In Accounting & Finances,Business,Insurance & Liability,Taxes on November 8, 2017 by Sufen Wang

How to Assess Business Interruption, Commercial Damages

Unfortunately, with all the flooding and fires raging across the country these past few months, there are business losses that need to be assessed, argued and settled. But how?

Let’s take a closer look at a little something called business interruption insurance. Investopedia defines this as “a form of insurance coverage that replaces business income lost as a result of an event that interrupts the operations of the business, such as fire or a natural disaster. Business interruption insurance is not sold as a separate policy, but is either added to a property/casualty policy or included in a comprehensive package policy.

That second part is important. Since it’s not a standalone policy that business owners have to beat around the bush to buy, businesses affected by the fires and floods likely already have this handy dandy coverage. While standard business insurance has things covered in terms of physical losses and damage – e.g. computers and office furniture destroyed in a fire – business interruption insurance is a safeguard against the losses that arise when a business can’t run due to this destruction.

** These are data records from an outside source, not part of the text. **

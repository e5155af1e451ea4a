//! Sighting listing, map and timeline endpoints

use axum::{
    extract::{Path, Query, State},
    Json,
};
use serde::{Deserialize, Serialize};

use crate::error::ApiResult;
use crate::pagination::{PageRequest, DEFAULT_PER_PAGE};
use crate::query::{self, CitySummary, FilterParams, MonthCount, PredicateSet, SightingPage};
use crate::AppState;

/// Query parameters for `GET /sightings`
#[derive(Debug, Deserialize)]
pub struct ListQuery {
    pub location: Option<String>,
    #[serde(alias = "species")]
    pub category: Option<String>,
    pub start_date: Option<String>,
    pub end_date: Option<String>,

    /// Page number (1-indexed)
    #[serde(default = "default_page")]
    pub page: i64,

    #[serde(default = "default_per_page")]
    pub per_page: i64,
}

fn default_page() -> i64 {
    1
}

fn default_per_page() -> i64 {
    DEFAULT_PER_PAGE
}

/// Query parameters for `GET /sightings/map`
#[derive(Debug, Deserialize)]
pub struct MapQuery {
    #[serde(alias = "species")]
    pub category: Option<String>,
    pub start_date: Option<String>,
    pub end_date: Option<String>,
}

/// Query parameters for `GET /sightings/timeline/:location`
#[derive(Debug, Deserialize)]
pub struct TimelineQuery {
    #[serde(alias = "species")]
    pub category: Option<String>,
}

#[derive(Debug, Serialize)]
pub struct TimelineResponse {
    pub location: String,
    pub timeline: Vec<MonthCount>,
}

/// GET /sightings
///
/// Filtered sightings, newest first, one page at a time.
pub async fn list_sightings(
    State(state): State<AppState>,
    Query(params): Query<ListQuery>,
) -> ApiResult<Json<SightingPage>> {
    let page = PageRequest::new(params.page, params.per_page)?;
    let filter = PredicateSet::from_params(&FilterParams {
        location: params.location,
        category: params.category,
        start_date: params.start_date,
        end_date: params.end_date,
    })?;

    Ok(Json(query::list_sightings(&state.db, &filter, page).await?))
}

/// GET /sightings/map
pub async fn sightings_map(
    State(state): State<AppState>,
    Query(params): Query<MapQuery>,
) -> ApiResult<Json<Vec<CitySummary>>> {
    let filter = PredicateSet::from_params(&FilterParams {
        category: params.category,
        start_date: params.start_date,
        end_date: params.end_date,
        ..Default::default()
    })?;

    Ok(Json(query::map_summary(&state.db, &filter).await?))
}

/// GET /sightings/timeline/:location
///
/// Months without sightings are absent from the result.
pub async fn sightings_timeline(
    State(state): State<AppState>,
    Path(location): Path<String>,
    Query(params): Query<TimelineQuery>,
) -> ApiResult<Json<TimelineResponse>> {
    let filter = PredicateSet::from_params(&FilterParams {
        category: params.category,
        ..Default::default()
    })?;

    let timeline = query::timeline(&state.db, &location, &filter).await?;
    Ok(Json(TimelineResponse { location, timeline }))
}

The insurance covers lots of things that crop up when manmade or natural disasters interrupt an enterprise, including lost revenue, rent and other fixed expenses, and temporary location operating expenses. Nevertheless, there’s always some kind of fine print, so here are a few key things to keep in mind when it comes to business interruption claims:

  • The insurance contract ultimately has the last word, so any loss estimate needs to fall under the contract’s umbrella. For example, the policy may specify that losses will only be covered for a specific period, and so anything outside that time-frame is a no-go.
  • That being said, the time element wording in most policies is intentionally unclear, with the loss period often being defined as starting from the occurrence of the loss and continuing until the damaged property is replaced.
  • Don’t put the cart before the horse; that is, before the business interruption claim can be filed, the business property damage claim needs to be filed. Remember, the interruption of business is a consequence of damage to the physical property, so if there’s no claim of damage, a claim of the business being interrupted holds no weight.
  • That being said, some business interruption policies have an add-on provision that lets the business claim an interruption in operations if damage to their supplier causes a hiccup in product delivery.

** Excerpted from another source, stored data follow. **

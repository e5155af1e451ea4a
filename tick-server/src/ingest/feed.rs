//! External sighting feed client
//!
//! One GET per startup. Every failure mode maps to a [`FeedError`] so the
//! caller can log it and carry on with the data already stored.

use serde_json::Value;
use std::time::Duration;
use thiserror::Error;
use tick_common::config::FeedConfig;

use super::record::{decode_records, RawSighting};

const USER_AGENT: &str = concat!("tick-tracker/", env!("CARGO_PKG_VERSION"));

/// Wrapper keys checked, in order, when the feed returns an object
const WRAPPER_KEYS: [&str; 2] = ["data", "sightings"];

/// Feed client errors
#[derive(Debug, Error)]
pub enum FeedError {
    #[error("Feed request timed out after {0:?}")]
    Timeout(Duration),

    #[error("Network error: {0}")]
    Network(String),

    #[error("Feed returned HTTP {0}")]
    Status(u16),

    #[error("Parse error: {0}")]
    Parse(String),

    #[error("Store error: {0}")]
    Store(String),
}

/// External feed client
pub struct FeedClient {
    http_client: reqwest::Client,
    url: String,
    timeout: Duration,
}

impl FeedClient {
    pub fn new(url: impl Into<String>, timeout: Duration) -> Result<Self, FeedError> {
        let http_client = reqwest::Client::builder()
            .user_agent(USER_AGENT)
            .timeout(timeout)
            .build()
            .map_err(|e| FeedError::Network(e.to_string()))?;

        Ok(Self {
            http_client,
            url: url.into(),
            timeout,
        })
    }

    pub fn from_config(config: &FeedConfig) -> Result<Self, FeedError> {
        Self::new(config.url.clone(), Duration::from_secs(config.timeout_secs))
    }

    pub fn url(&self) -> &str {
        &self.url
    }

    /// Fetch and decode the current feed contents
    pub async fn fetch(&self) -> Result<Vec<RawSighting>, FeedError> {
        tracing::debug!(url = %self.url, "Querying sighting feed");

        let response = self
            .http_client
            .get(&self.url)
            .send()
            .await
            .map_err(|e| self.classify(e))?;

        let status = response.status();
        if !status.is_success() {
            return Err(FeedError::Status(status.as_u16()));
        }

        let payload: Value = response.json().await.map_err(|e| {
            if e.is_timeout() {
                FeedError::Timeout(self.timeout)
            } else {
                FeedError::Parse(e.to_string())
            }
        })?;

        let records = decode_records(extract_records(payload)?);
        tracing::debug!(count = records.len(), "Decoded feed records");
        Ok(records)
    }

    fn classify(&self, err: reqwest::Error) -> FeedError {
        if err.is_timeout() {
            FeedError::Timeout(self.timeout)
        } else {
            FeedError::Network(err.to_string())
        }
    }
}

/// Pull the record list out of a feed payload
///
/// Accepts a bare array, or an object wrapping the array under `data` or
/// `sightings`. The first wrapper key holding a non-empty array wins; an
/// object with neither yields no records.
pub fn extract_records(payload: Value) -> Result<Vec<Value>, FeedError> {
    match payload {
        Value::Array(items) => Ok(items),
        Value::Object(mut map) => {
            for key in WRAPPER_KEYS {
                if let Some(Value::Array(items)) = map.remove(key) {
                    if !items.is_empty() {
                        return Ok(items);
                    }
                }
            }
            Ok(Vec::new())
        }
        other => Err(FeedError::Parse(format!(
            "expected an array or object, got {}",
            json_kind(&other)
        ))),
    }
}

fn json_kind(value: &Value) -> &'static str {
    match value {
        Value::Null => "null",
        Value::Bool(_) => "boolean",
        Value::Number(_) => "number",
        Value::String(_) => "string",
        Value::Array(_) => "array",
        Value::Object(_) => "object",
    }
}

#[cfg(test)]
mod tests {
    use super::*;
    use serde_json::json;

    #[test]
    fn test_bare_array() {
        let items = extract_records(json!([{"id": "1"}, {"id": "2"}])).unwrap();
        assert_eq!(items.len(), 2);
    }

    #[test]
    fn test_data_wrapper() {
        let items = extract_records(json!({"data": [{"id": "1"}]})).unwrap();
        assert_eq!(items, vec![json!({"id": "1"})]);
    }

    #[test]
    fn test_sightings_wrapper() {
        let items = extract_records(json!({"sightings": [{"id": "1"}], "count": 1})).unwrap();
        assert_eq!(items.len(), 1);
    }

    #[test]
    fn test_data_preferred_over_sightings() {
        let items = extract_records(json!({
            "sightings": [{"id": "s"}],
            "data": [{"id": "d"}]
        }))
        .unwrap();
        assert_eq!(items, vec![json!({"id": "d"})]);
    }

    #[test]
    fn test_empty_data_falls_through() {
        let items = extract_records(json!({"data": [], "sightings": [{"id": "s"}]})).unwrap();
        assert_eq!(items, vec![json!({"id": "s"})]);
    }

    #[test]
    fn test_object_without_wrapper_is_empty() {
        assert!(extract_records(json!({"status": "ok"})).unwrap().is_empty());
    }

    #[test]
    fn test_scalar_payload_rejected() {
        assert!(matches!(extract_records(json!("nope")), Err(FeedError::Parse(_))));
        assert!(matches!(extract_records(Value::Null), Err(FeedError::Parse(_))));
    }
}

Business interruption coverage claims usually take into account three categories of loss, which are then added together for a nice neat sum of the loss:

  • Actual losses (projected revenue for the loss period less saved expenses)
  • Continuing and non-continuing expenses (e.g. the business wants to continue to pay employees even while closed so that there’s staff available when the doors finally open again).
  • Expedited and extra expenses (i.e. the business wants to get back on its feet as soon as possible, but this expedited opening will likely incur extra costs, such as ordering supplies by air rather than the usual truck delivery.)

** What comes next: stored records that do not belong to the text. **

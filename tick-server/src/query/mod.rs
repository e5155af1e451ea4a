//! Read side: filter predicates, aggregations and the paginated listing

pub mod aggregate;
pub mod filters;
pub mod listing;

pub use aggregate::{
    map_summary, seasonal, stats_by_category, stats_by_region, timeline, CategoryTotals,
    CitySummary, MonthBucket, MonthCount, RegionTotals,
};
pub use filters::{parse_year, FilterParams, Predicate, PredicateSet};
pub use listing::{list_categories, list_sightings, CategoryInfo, SightingPage};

In some cases, a business may decide to hire a financial expert to calculate the losses relating to an interruption event in conjunction with the claim filed with the insurance company. This expert will take a long, hard look at things like the business’ income for the past several years, loss statements, and checking statements to carefully estimate losses due to the hitch in the operations. In addition to these more concrete numbers, they’ll also consider factors like the economic climate in the damaged business’ market during the loss period.

While juggling all of these figures, the expert will be taking pains to avoid double counting, just like in any other loss analysis. Double counting is a miscalculation where a business’ inventory gets “sold” twice. Since the business’ property/content coverage will most likely pay for the value of the lost inventory, any lost profits calculated from a business interruption should take into consideration this assumed payment for lost inventory.

As mentioned above, the expert will be looking at three categories of losses – actual lost profits, ongoing non-saved expenses, and extra & expedited expenses incurred from reopening – which they’ll total to get a nice neat sum of the loss. As such, a business interruption loss estimate conducted by a financial expert allows all of the business’ losses to be carefully considered. This is important because at the end of the day, the businesses damaged by these disasters are just looking to get back on the road to success.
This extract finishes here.